Jeff’s Corner 6-7-18
Howdy Howdy Howdy
A major goal in my wine career has been to demystify it and make it simple, approachable, and enjoyable for everyone on any level. I’ve also waged constant war on the elitism and snottery (a new word) that is often associated with this wonderful beverage.
Sometimes this isn’t easy, especially with the incredibly intimidating names of grape varieties and wine regions. We have all struggled with pronouncing words like Pouilly-Fuisse, Mosel-Saar-Ruwer, Mourvedre, Gewurztraminer, and, of course, Viogner.
I have heard almost every pronunciation possible for Viognier (vee-oh-NYAY), and as you’ve probably figured out, today we’ll check out our new 2017 vintage. It’s not a real beauty, it’s a real, real beauty, one of the best (in my opinion) we’ve ever produced, and the’16 won double gold at the San Francisco Chronicle Wine Competition.

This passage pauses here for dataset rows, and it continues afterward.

//! Component capability traits.
//!
//! Instances built from builtins are trait objects. Member access replaces
//! runtime reflection: each component declares the members it exposes and
//! answers reads and writes by name.

use std::any::Any;
use std::fmt;
use std::sync::Arc;

use crate::domain::error::DomainResult;
use crate::domain::value::{Shape, Value, ValueKind};

/// Declared type of a component member.
#[derive(Debug, Clone, Copy, PartialEq, Eq)]
pub enum MemberType {
    /// A primitive kind; raw text is converted before assignment.
    Value(ValueKind, Shape),
    /// A component or contract type, by fully qualified name.
    Named(&'static str),
    /// Accepts any value unchanged.
    Any,
}

/// Metadata of a readable and/or writable member.
#[derive(Debug, Clone, Copy, PartialEq, Eq)]
pub struct Member {
    pub name: &'static str,
    pub ty: MemberType,
    pub readable: bool,
    pub writable: bool,
}

impl Member {
    pub const fn new(name: &'static str, ty: MemberType) -> Self {
        Self {
            name,
            ty,
            readable: true,
            writable: true,
        }
    }

    pub const fn read_only(name: &'static str, ty: MemberType) -> Self {
        Self {
            name,
            ty,
            readable: true,
            writable: false,
        }
    }

    pub const fn write_only(name: &'static str, ty: MemberType) -> Self {
        Self {
            name,
            ty,
            readable: false,
            writable: true,
        }
    }
}

/// An object materialized from the plugin tree.
pub trait Component: Any + Send + Sync + fmt::Debug {
    /// Fully qualified name of the component's type.
    fn type_name(&self) -> &str;

    /// Members exposed for declarative assignment and member drill-down.
    fn members(&self) -> &'static [Member] {
        &[]
    }

    /// Read a member by its declared name.
    fn get_member(&self, name: &str) -> Option<Value> {
        let _ = name;
        None
    }

    /// Assign a member by its declared name.
    ///
    /// Instances are shared behind `Arc` once built, so writable state lives
    /// behind a lock. Implementations may accept names not listed in
    /// [`Component::members`] (indexers, dynamic bags).
    fn set_member(&self, name: &str, value: Value) -> DomainResult<()> {
        let _ = value;
        Err(crate::domain::DomainError::member_not_found(name, self.type_name()))
    }

    /// Element type name, when this instance is a typed collection.
    fn element_type(&self) -> Option<&str> {
        None
    }

    /// Application-module capability.
    fn as_module(&self) -> Option<&dyn ApplicationModule> {
        None
    }

    fn as_any(&self) -> &dyn Any;
}

/// Look up a declared member by name, ignoring ASCII case unless `case_sensitive`.
pub fn find_member(component: &dyn Component, name: &str, case_sensitive: bool) -> Option<&'static Member> {
    component.members().iter().find(|m| {
        if case_sensitive {
            m.name == name
        } else {
            m.name.eq_ignore_ascii_case(name)
        }
    })
}

/// Key used to resolve a dependency from a [`ServiceProvider`].
#[derive(Debug, Clone, Copy, PartialEq, Eq)]
pub enum ServiceKey<'a> {
    Name(&'a str),
    Contract(&'a str),
}

impl fmt::Display for ServiceKey<'_> {
    fn fmt(&self, f: &mut fmt::Formatter<'_>) -> fmt::Result {
        match self {
            ServiceKey::Name(name) => write!(f, "name '{name}'"),
            ServiceKey::Contract(contract) => write!(f, "contract '{contract}'"),
        }
    }
}

/// Capability registry resolving dependencies by name or contract type.
pub trait ServiceProvider: Send + Sync + fmt::Debug {
    fn resolve(&self, key: ServiceKey<'_>) -> Option<Value>;
}

/// Marks a component as an application module with its own services.
pub trait ApplicationModule: Send + Sync {
    fn name(&self) -> &str;

    fn services(&self) -> Option<Arc<dyn ServiceProvider>>;
}
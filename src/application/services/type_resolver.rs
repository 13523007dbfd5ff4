//! Type name resolution: aliases first, then loaded modules.

use std::fmt;
use std::sync::Arc;

use tracing::{debug, instrument, trace};

use crate::application::error::TypeResolutionError;
use crate::application::module::{highest_version, Module, ModuleRef};
use crate::application::types::{ComponentType, TypeRef};
use crate::domain::{Shape, ValueKind};
use crate::infrastructure::traits::ModuleLoader;

/// Short primitive alias, e.g. `int`, `Guid?`, `date time[]`.
///
/// Matching ignores ASCII case and all whitespace.
pub fn alias(name: &str) -> Option<(ValueKind, Shape)> {
    let normalized: String = name
        .chars()
        .filter(|c| !c.is_whitespace())
        .collect::<String>()
        .to_ascii_lowercase();

    let (base, shape) = if let Some(base) = normalized.strip_suffix("[]") {
        (base, Shape::Array)
    } else if let Some(base) = normalized.strip_suffix('?') {
        (base, Shape::Nullable)
    } else {
        (normalized.as_str(), Shape::Scalar)
    };

    let kind = match base {
        "string" => ValueKind::Text,
        "int" => ValueKind::Int,
        "long" => ValueKind::Long,
        "short" => ValueKind::Short,
        "byte" => ValueKind::Byte,
        "sbyte" => ValueKind::SByte,
        "uint" => ValueKind::UInt,
        "ulong" => ValueKind::ULong,
        "ushort" => ValueKind::UShort,
        "bool" | "boolean" => ValueKind::Bool,
        "money" | "number" | "numeric" | "decimal" => ValueKind::Decimal,
        "float" | "single" => ValueKind::Float,
        "double" => ValueKind::Double,
        "char" => ValueKind::Char,
        "date" | "time" | "datetime" => ValueKind::DateTime,
        "timespan" => ValueKind::TimeSpan,
        "guid" => ValueKind::Guid,
        _ => return None,
    };

    // Text is already nullable.
    if kind == ValueKind::Text && shape == Shape::Nullable {
        return None;
    }
    Some((kind, shape))
}

/// Maps type names to resolved types through a [`ModuleLoader`].
pub struct TypeResolver {
    loader: Arc<dyn ModuleLoader>,
    standard_prefix: String,
}

impl fmt::Debug for TypeResolver {
    fn fmt(&self, f: &mut fmt::Formatter<'_>) -> fmt::Result {
        f.debug_struct("TypeResolver")
            .field("standard_prefix", &self.standard_prefix)
            .finish()
    }
}

impl TypeResolver {
    pub fn new(loader: Arc<dyn ModuleLoader>, standard_prefix: impl Into<String>) -> Self {
        Self {
            loader,
            standard_prefix: standard_prefix.into(),
        }
    }

    /// Resolve a type name. Blank names resolve to `None`.
    ///
    /// Accepts aliases, `Namespace.Type` (searched in loaded modules) and
    /// qualified `Namespace.Type, Module[, Version=..][, PublicKeyToken=..]`.
    #[instrument(level = "debug", skip(self))]
    pub fn resolve(&self, name: &str) -> Result<Option<TypeRef>, TypeResolutionError> {
        let name = name.trim();
        if name.is_empty() {
            return Ok(None);
        }

        if let Some((kind, shape)) = alias(name) {
            trace!("alias {} -> {}", name, kind.name());
            return Ok(Some(TypeRef::Primitive(kind, shape)));
        }

        let component = match name.split_once(',') {
            Some((type_name, module_text)) => {
                let type_name = type_name.trim();
                if type_name.is_empty() {
                    return Err(TypeResolutionError::InvalidTypeName {
                        name: name.to_string(),
                        reason: "missing type name".to_string(),
                    });
                }
                let module_ref = ModuleRef::parse(module_text)?;
                let module = self.resolve_module(&module_ref).ok_or_else(|| {
                    TypeResolutionError::ModuleNotFound {
                        module: module_ref.name().to_string(),
                        type_name: type_name.to_string(),
                    }
                })?;
                module.get_type(type_name)
            }
            None => self.find_loaded(name),
        };

        component
            .map(|ty| Some(TypeRef::Component(ty)))
            .ok_or_else(|| TypeResolutionError::TypeNotFound(name.to_string()))
    }

    /// Resolve a name that must denote a component type.
    pub fn resolve_component(
        &self,
        name: &str,
    ) -> Result<Option<Arc<ComponentType>>, TypeResolutionError> {
        match self.resolve(name)? {
            Some(TypeRef::Component(ty)) => Ok(Some(ty)),
            Some(TypeRef::Primitive(..)) => Err(TypeResolutionError::InvalidTypeName {
                name: name.to_string(),
                reason: "primitive types have no constructors".to_string(),
            }),
            None => Ok(None),
        }
    }

    /// Find a module: the highest-versioned loaded match, else load it.
    #[instrument(level = "debug", skip(self), fields(module = %module.name()))]
    pub fn resolve_module(&self, module: &ModuleRef) -> Option<Arc<Module>> {
        let matches: Vec<_> = self
            .loader
            .loaded()
            .into_iter()
            .filter(|m| module.matches(m))
            .collect();
        if let Some(found) = highest_version(matches) {
            return Some(found);
        }

        debug!("module {} not loaded, loading", module.name());
        if self.is_standard(module.name()) {
            self.loader.load_standard(module.name())
        } else {
            self.loader.load(module)
        }
    }

    fn find_loaded(&self, type_name: &str) -> Option<Arc<ComponentType>> {
        let loaded = self.loader.loaded();
        if let Some(found) = loaded.iter().find_map(|m| m.get_type(type_name)) {
            return Some(found);
        }

        // `core.text.Encoder` lives in standard module `core.text`
        let (namespace, _) = type_name.rsplit_once('.')?;
        if !self.is_standard(namespace) {
            return None;
        }
        self.loader.load_standard(namespace)?.get_type(type_name)
    }

    fn is_standard(&self, module_name: &str) -> bool {
        let prefix = &self.standard_prefix;
        !prefix.is_empty()
            && module_name
                .get(..prefix.len())
                .is_some_and(|head| head.eq_ignore_ascii_case(prefix))
    }
}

The origin of this curious name is somewhat shrouded in mist. One theory has the grape being named after the French city Vienne, which served as a Roman outpost. Much more fun, however, is that it took its name from the “Via Gehennae” or “Road of the Valley of Hell”, which was an allusion to the difficulty of growing these finicky grapes.
I first tasted it at a staff meeting a few weeks ago, and it was an interesting match with my bean and cheese breakfast taco. I’ll have a more interesting pairing later. I feel this all Texas ’17 Viognier is destined to be legendary, and it boasts a very healthy (for Jason) 14.5% ABV.
The color is a delightfully brilliant pale yellow/chartreuse, with a crystal clear rim. Layers upon layers of complex aromas and flavors converge on a wine of near perfect balance. Peach, apricot, tangerine, and mango dance with orange-blossom honey and fields of Texas wildflowers.
Our ’17 Viognier has a very rich mouthfeel, due in part to a small percentage having been barrel fermented and aged sur lie (on the dead yeast cells and grape sediment that result from fermentation). This wine features a long, complex finish with a well-integrated progression of fruit and acid from our front to back palate.
Let’s try this lovely wine with a pan-seared fresh Redfish filet finished with a citrusy beurre blanc, some risotto (kissed with bit of this Viognier), and some sautéed sugar snap peas.